Three days after Mother’s Day, my “baby,” the memoir, Depression Hates a Moving Target: How Running with My Dog Brought Me Back from the Brink is being released by Mango Publishing.

And last year, Amy got married. Now, she and George, her husband, are raising his three grandchildren.

So we reclaimed Mother’s Day this year by celebrating so much new life: my book, Amy’s marriage, and the little people in her world. Instead of just the two of us eating in the parking lot outside a hospital or at a drive-through, we ate in their new home. Instead of Taco Bell, Amy and I, along with Ed and George, ate the chocolate chip pancakes and sausage links, strawberries, and whipped cream George prepared in their lovely kitchen.

None of this will replace our mother or Jamey, of course. Some wounds never completely heal. But we hold our love for them alongside these new loves.

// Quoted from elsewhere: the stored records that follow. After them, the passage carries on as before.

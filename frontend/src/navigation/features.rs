//! Feature-key visibility rules.

use crate::auth::PermissionSet;

/// Visibility rule for a feature key that reaches beyond its own family.
#[derive(Debug, Clone, Copy, PartialEq, Eq)]
pub struct FeatureRule {
    pub feature: &'static str,
    /// Permission prefixes, each including the trailing dot.
    pub families: &'static [&'static str],
    /// Individual permissions from unrelated families.
    pub permissions: &'static [&'static str],
}

impl FeatureRule {
    fn matches(&self, granted: &PermissionSet) -> bool {
        self.families.iter().any(|family| granted.has_prefix(family))
            || self.permissions.iter().any(|p| granted.contains(p))
    }
}

/// Features whose visibility is not just their own `<feature>.` family.
///
/// This list is matched literally. Features absent from it fall back to the
/// plain family rule; nothing here is inferred.
pub const CROSS_FAMILY_RULES: &[FeatureRule] = &[
    FeatureRule {
        feature: "dashboard",
        families: &["dashboard.", "reports."],
        permissions: &[],
    },
    FeatureRule {
        feature: "delays",
        families: &["delays."],
        permissions: &["timesheet.justify_delay"],
    },
];

/// Returns the cross-family rule for `feature`, if one is defined.
#[must_use]
pub fn rule_for(feature: &str) -> Option<&'static FeatureRule> {
    CROSS_FAMILY_RULES.iter().find(|rule| rule.feature == feature)
}

/// Returns `true` if the actor holding `granted` may see `feature`.
///
/// Nothing is visible without an identity.
#[must_use]
pub fn is_feature_visible(feature: &str, granted: Option<&PermissionSet>) -> bool {
    let Some(granted) = granted else {
        return false;
    };
    match rule_for(feature) {
        Some(rule) => rule.matches(granted),
        None => granted.has_prefix(&format!("{feature}.")),
    }
}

Our hearts are big enough for it all.

Calling All Angels

“No tears in the writer, no tears in the reader.” – Robert Frost

As many of you know, my beloved niece Jamey Ax, passed away on February 6, 2007. She was 24. It’s no wonder I was having trouble writing last month! Jamey was at the end of her journey and my entire family was deep in the throes of pre-grief. But anticipatory sadness did not diminish the pain I felt when I heard the words, “She’s gone.”

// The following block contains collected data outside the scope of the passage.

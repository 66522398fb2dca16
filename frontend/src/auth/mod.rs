//! Authentication module for the portal's client-side session and access control.
//!
//! This module provides the public interface for the session lifecycle (boot,
//! login, refresh, logout), exact-match permission checks, and the route guard
//! that turns both into per-route decisions.

pub mod errors;
pub mod middleware;
pub mod models;
pub mod permissions;
pub mod routes;
pub mod service;

// Re-exports for convenience
pub use errors::*;
pub use middleware::*;
pub use models::*;
pub use permissions::*;
pub use routes::*;
pub use service::*;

I’m letting myself grieve. I continue working on the book and reading for school, but I’m also doing lots of pure undirected writing practice as well as spending time with Jamey’s mother, other family members, and alone. Just like writing, grieving is a process. It will take its natural course whether I want it to or not.

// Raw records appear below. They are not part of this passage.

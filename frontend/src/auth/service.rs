//! Core business logic for the client-side session.
//!
//! [`AuthSessionManager`] owns the authenticated identity for the lifetime of
//! the page. It hydrates from the [`SessionStore`] on boot, verifies the
//! cached identity against the server, logs in and out, and applies
//! background refreshes. All mutable session state lives behind one
//! transition lock and is published to views as a [`SessionSnapshot`] over a
//! `tokio::sync::watch` channel.
//!
//! # Lifecycle
//!
//! ```text
//! Uninitialized ──boot──► Loading ──┬─► Authenticated ◄──login──┐
//!                                   └─► Anonymous ─────────────┘
//!                      Authenticated ──logout──► Anonymous
//! ```
//!
//! Refreshes run while `Authenticated` and only flip the snapshot's
//! `refreshing` flag; the current identity stays visible until the verified
//! one replaces it.

use super::errors::AuthError;
use super::models::{AuthState, Identity, PermissionVersion, SessionSnapshot};
use super::permissions;
use super::routes::Navigator;
use crate::config::PortalConfig;
use crate::errors::StorageError;
use crate::storage::{SessionRecord, SessionScope, SessionStore};
use adapters::{AuthApi, LoginRequest};
use parking_lot::Mutex;
use std::sync::atomic::{AtomicBool, Ordering};
use std::sync::Arc;
use tokio::sync::watch;
use tokio::task::JoinHandle;
use tracing::{debug, info, warn};

/// Result of [`AuthSessionManager::refresh_identity`].
#[derive(Debug, Clone, Copy, PartialEq, Eq)]
pub enum RefreshOutcome {
    /// No identity is held, so there was nothing to refresh.
    Skipped,
    /// Identity replaced; the permission set is unchanged.
    Unchanged,
    /// Identity replaced and the permission version bumped to the given value.
    PermissionsChanged(PermissionVersion),
    /// Verification failed; the previous identity is kept.
    Failed,
    /// The session ended, or the manager shut down, before the result arrived.
    Discarded,
}

struct Credentials {
    token: String,
    scope: SessionScope,
}

/// State guarded by the transition lock.
struct Core {
    state: AuthState,
    identity: Option<Arc<Identity>>,
    version: PermissionVersion,
    credentials: Option<Credentials>,
    /// Bumped on login and logout; stale verification results compare unequal.
    epoch: u64,
    refreshes_in_flight: usize,
}

impl Core {
    fn snapshot(&self) -> SessionSnapshot {
        SessionSnapshot {
            state: self.state,
            identity: self.identity.clone(),
            permission_version: self.version,
            refreshing: self.refreshes_in_flight > 0 && self.identity.is_some(),
        }
    }
}

struct Inner {
    api: Arc<dyn AuthApi>,
    store: SessionStore,
    navigator: Arc<dyn Navigator>,
    config: PortalConfig,
    core: Mutex<Core>,
    notify: watch::Sender<SessionSnapshot>,
    alive: AtomicBool,
    pending_refresh: Mutex<Option<JoinHandle<()>>>,
}

impl Inner {
    fn publish(&self, core: &Core) {
        self.notify.send_replace(core.snapshot());
    }

    fn is_alive(&self) -> bool {
        self.alive.load(Ordering::SeqCst)
    }

    fn persist(
        &self,
        token: &str,
        identity: &Identity,
        scope: SessionScope,
    ) -> Result<(), StorageError> {
        self.store
            .save(&SessionRecord::new(token, Some(identity.clone())), scope)
    }

    fn abort_pending_refresh(&self) {
        if let Some(handle) = self.pending_refresh.lock().take() {
            handle.abort();
        }
    }
}

impl Drop for Inner {
    fn drop(&mut self) {
        self.abort_pending_refresh();
    }
}

/// Decrements the in-flight refresh count if a refresh is cancelled mid-call.
struct RefreshGuard<'a> {
    inner: &'a Inner,
    armed: bool,
}

impl RefreshGuard<'_> {
    fn finish(mut self, core: &mut Core) {
        core.refreshes_in_flight = core.refreshes_in_flight.saturating_sub(1);
        self.armed = false;
    }
}

impl Drop for RefreshGuard<'_> {
    fn drop(&mut self) {
        if self.armed {
            let mut core = self.inner.core.lock();
            core.refreshes_in_flight = core.refreshes_in_flight.saturating_sub(1);
            self.inner.publish(&core);
        }
    }
}

/// Owner of the authenticated identity.
///
/// Cloning yields another handle on the same session.
#[derive(Clone)]
pub struct AuthSessionManager {
    inner: Arc<Inner>,
}

impl std::fmt::Debug for AuthSessionManager {
    fn fmt(&self, f: &mut std::fmt::Formatter<'_>) -> std::fmt::Result {
        let snapshot = self.snapshot();
        f.debug_struct("AuthSessionManager")
            .field("state", &snapshot.state)
            .field("permission_version", &snapshot.permission_version)
            .field("alive", &self.inner.is_alive())
            .finish()
    }
}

I hope when something devastating happens in your life that you will allow yourself the time it takes to heal. Life slows down when we’re in pain. As a writer, I pay attention, take notes, and let time do its work.

Thanks for your compassion – now, and always.

Nita (calling all angels) Sweeney
©Nita Sweeney, 2007, all rights reserved

 
     To DONATE to Bumglue, Click Here.     
 

Creative Rehab

I’m sitting in Port Townsend, WA in the computer lab of Goddard College‘s west coast branch where I’m working on my MFA in creative writing. When I checked my email just now (first time in several days), a friend sent a link to a Salon.com article by a
Carey Tennis
about his MFA school experience. Here’s the line that jumped out at me:

. . . take care of your writing as you would take care of an animal or a child. Do not send it out into the world to do an adult’s job. Just take care of it and, in its own way, it will take care of you.

Over the break between semesters, my inner critic escaped it’s gilded cage and nearly ate me for dinner. This was due in part to the death of my dear niece, but also just because I’d let my guard down. By the time I arrived here on Sunday afternoon, I’d mentally eviscerated myself.

I’ve spent the past few days just pulling myself back together. Every morning and evening I give myself the gift of writing practice ala Natalie Goldberg, timed writing on topics that pop into my mind. I take long walks on the beach down to the lighthouse. I have lunch with a friend when I can. I stare out the window of my second-story room that looks over the water. I walk as slowly as the schedule will allow. And I breathe.

So far so good. I feel better. Surrounded by other writers and a good friend, listening to readings and lectures and water and mountains, I feel renewed. I am grieving and healing from various wounds. Regardless, I will continue.

No Words

My niece has been sick with cancer for 499 days. On Tuesday, day 500, she died. She was 24 years old. I have no words to express my sadness. It’s too fresh. Too raw. Too real. In time, with distance, I’ll be able to put words to it all.

For now, I am making notes about what I heard, saw, felt, smelled. Making lists of colors and names. And I am letting myself rest. It’s been a long 500 days and yet they went by too quickly. I am so sad, but the written word cannot encompass all I feel. Even these precious words are not enough.